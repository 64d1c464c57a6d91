//! Output format types for the chatscope library.
//!
//! This module provides library-first format types that don't depend on CLI
//! frameworks. These types are suitable for use in library code and other
//! contexts where CLI dependencies are not desired.
//!
//! # Example
//!
//! ```rust
//! # #[cfg(all(feature = "csv-output", feature = "json-output"))]
//! # fn example() -> chatscope::Result<()> {
//! use chatscope::format::{OutputFormat, write_to_format};
//! use chatscope::{ParsedMessage, Sentiment};
//! use chrono::{TimeZone, Utc};
//!
//! let records = vec![ParsedMessage::from_parts(
//!     "Alice",
//!     "Hello!",
//!     Sentiment::Neutral,
//!     Utc.with_ymd_and_hms(2023, 1, 2, 10, 15, 0).unwrap(),
//! )];
//!
//! // Write using format enum
//! write_to_format(&records, "output.csv", OutputFormat::Csv)?;
//!
//! // Or use format detection from extension
//! let format = OutputFormat::from_path("output.jsonl")?;
//! assert_eq!(format, OutputFormat::Jsonl);
//! # Ok(())
//! # }
//! ```

use serde::{Deserialize, Serialize};

use crate::error::ChatscopeError;
use crate::record::ParsedMessage;

/// Output format for parsed chat records.
///
/// Different formats serve different purposes:
/// - [`Csv`](OutputFormat::Csv) - Semicolon-delimited table, opens in any spreadsheet
/// - [`Json`](OutputFormat::Json) - Structured array, good for APIs
/// - [`Jsonl`](OutputFormat::Jsonl) - One JSON per line, ideal for streaming pipelines
///
/// # Example
///
/// ```rust
/// use chatscope::format::OutputFormat;
/// use std::str::FromStr;
///
/// let format = OutputFormat::from_str("jsonl").unwrap();
/// assert_eq!(format, OutputFormat::Jsonl);
/// assert_eq!(format.extension(), "jsonl");
/// ```
#[derive(Debug, Clone, Copy, PartialEq, Eq, Hash, Default, Serialize, Deserialize)]
#[serde(rename_all = "lowercase")]
#[non_exhaustive]
pub enum OutputFormat {
    /// CSV with semicolon delimiter (default)
    ///
    /// One row per record with every derived column, so the export can be
    /// pivoted in a spreadsheet or loaded into a dataframe without further
    /// parsing.
    #[default]
    Csv,

    /// JSON array of records
    ///
    /// Standard JSON format, suitable for APIs and structured processing.
    Json,

    /// JSON Lines - one JSON object per line
    ///
    /// Ideal for streaming and ML applications. Also known as NDJSON.
    Jsonl,
}

impl OutputFormat {
    /// Returns the file extension for this format (without dot).
    ///
    /// # Example
    ///
    /// ```rust
    /// use chatscope::format::OutputFormat;
    ///
    /// assert_eq!(OutputFormat::Csv.extension(), "csv");
    /// assert_eq!(OutputFormat::Json.extension(), "json");
    /// assert_eq!(OutputFormat::Jsonl.extension(), "jsonl");
    /// ```
    pub fn extension(&self) -> &'static str {
        match self {
            OutputFormat::Csv => "csv",
            OutputFormat::Json => "json",
            OutputFormat::Jsonl => "jsonl",
        }
    }

    /// Returns all supported format names.
    pub fn all_names() -> &'static [&'static str] {
        &["csv", "json", "jsonl", "ndjson"]
    }

    /// Returns all available formats.
    pub fn all() -> &'static [OutputFormat] {
        &[OutputFormat::Csv, OutputFormat::Json, OutputFormat::Jsonl]
    }

    /// Returns the MIME type for this format.
    ///
    /// # Example
    ///
    /// ```rust
    /// use chatscope::format::OutputFormat;
    ///
    /// assert_eq!(OutputFormat::Json.mime_type(), "application/json");
    /// ```
    pub fn mime_type(&self) -> &'static str {
        match self {
            OutputFormat::Csv => "text/csv",
            OutputFormat::Json => "application/json",
            OutputFormat::Jsonl => "application/x-ndjson",
        }
    }

    /// Detects format from a file path based on extension.
    ///
    /// # Example
    ///
    /// ```rust
    /// use chatscope::format::OutputFormat;
    ///
    /// let format = OutputFormat::from_path("output.jsonl").unwrap();
    /// assert_eq!(format, OutputFormat::Jsonl);
    /// ```
    ///
    /// # Errors
    ///
    /// Returns an error if the extension is not one of the supported formats.
    pub fn from_path(path: &str) -> Result<Self, ChatscopeError> {
        let ext = path.rsplit('.').next().unwrap_or("").to_lowercase();

        match ext.as_str() {
            "csv" => Ok(OutputFormat::Csv),
            "json" => Ok(OutputFormat::Json),
            "jsonl" | "ndjson" => Ok(OutputFormat::Jsonl),
            _ => Err(ChatscopeError::invalid_format(
                "output",
                format!(
                    "Unknown file extension: '.{}'. Expected one of: csv, json, jsonl",
                    ext
                ),
            )),
        }
    }
}

impl std::fmt::Display for OutputFormat {
    fn fmt(&self, f: &mut std::fmt::Formatter<'_>) -> std::fmt::Result {
        match self {
            OutputFormat::Csv => write!(f, "CSV"),
            OutputFormat::Json => write!(f, "JSON"),
            OutputFormat::Jsonl => write!(f, "JSONL"),
        }
    }
}

impl std::str::FromStr for OutputFormat {
    type Err = String;

    fn from_str(s: &str) -> Result<Self, Self::Err> {
        match s.to_lowercase().as_str() {
            "csv" => Ok(OutputFormat::Csv),
            "json" => Ok(OutputFormat::Json),
            "jsonl" | "ndjson" => Ok(OutputFormat::Jsonl),
            _ => Err(format!(
                "Unknown format: '{}'. Expected one of: {}",
                s,
                OutputFormat::all_names().join(", ")
            )),
        }
    }
}

/// Writes records to a file in the specified format.
///
/// This is a convenience function that selects the appropriate writer
/// based on the format enum.
///
/// # Example
///
/// ```rust,no_run
/// # #[cfg(all(feature = "csv-output", feature = "json-output"))]
/// # fn example() -> chatscope::Result<()> {
/// use chatscope::format::{OutputFormat, write_to_format};
/// use chatscope::ChatParser;
///
/// let records = ChatParser::new().parse_file("chat.txt")?;
///
/// write_to_format(&records, "output.csv", OutputFormat::Csv)?;
/// write_to_format(&records, "output.json", OutputFormat::Json)?;
/// write_to_format(&records, "output.jsonl", OutputFormat::Jsonl)?;
/// # Ok(())
/// # }
/// ```
///
/// # Errors
///
/// Returns an error if:
/// - The required feature for the format is not enabled
/// - The file cannot be written
#[allow(unused_variables)]
pub fn write_to_format(
    records: &[ParsedMessage],
    path: &str,
    format: OutputFormat,
) -> Result<(), ChatscopeError> {
    match format {
        #[cfg(feature = "csv-output")]
        OutputFormat::Csv => crate::output::write_csv(records, path),
        #[cfg(feature = "json-output")]
        OutputFormat::Json => crate::output::write_json(records, path),
        #[cfg(feature = "json-output")]
        OutputFormat::Jsonl => crate::output::write_jsonl(records, path),
        #[allow(unreachable_patterns)]
        _ => Err(ChatscopeError::invalid_format(
            "output",
            format!(
                "Output format {:?} requires the '{}' feature to be enabled",
                format,
                match format {
                    OutputFormat::Csv => "csv-output",
                    OutputFormat::Json | OutputFormat::Jsonl => "json-output",
                }
            ),
        )),
    }
}

/// Converts records to a string in the specified format.
///
/// This is useful when you need the output as a string rather than
/// writing to a file.
///
/// # Example
///
/// ```rust
/// # #[cfg(all(feature = "csv-output", feature = "json-output"))]
/// # fn example() -> chatscope::Result<()> {
/// use chatscope::format::{OutputFormat, to_format_string};
/// use chatscope::ChatParser;
///
/// let records = ChatParser::new().parse_str("1/2/23, 10:15 - Alice: Hello!")?;
/// let csv = to_format_string(&records, OutputFormat::Csv)?;
/// # Ok(())
/// # }
/// ```
///
/// # Errors
///
/// Returns an error if the required feature for the format is not enabled,
/// or if serialization fails.
#[allow(unused_variables)]
pub fn to_format_string(
    records: &[ParsedMessage],
    format: OutputFormat,
) -> Result<String, ChatscopeError> {
    match format {
        #[cfg(feature = "csv-output")]
        OutputFormat::Csv => crate::output::to_csv(records),
        #[cfg(feature = "json-output")]
        OutputFormat::Json => crate::output::to_json(records),
        #[cfg(feature = "json-output")]
        OutputFormat::Jsonl => crate::output::to_jsonl(records),
        #[allow(unreachable_patterns)]
        _ => Err(ChatscopeError::invalid_format(
            "output",
            format!(
                "Output format {:?} requires the '{}' feature to be enabled",
                format,
                match format {
                    OutputFormat::Csv => "csv-output",
                    OutputFormat::Json | OutputFormat::Jsonl => "json-output",
                }
            ),
        )),
    }
}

* Description of the task *
Set apart and copy each line of the records that holds the word "supported".

* Answer to the problem *
    /// Returns all supported format names.
    /// Returns an error if the extension is not one of the supported formats.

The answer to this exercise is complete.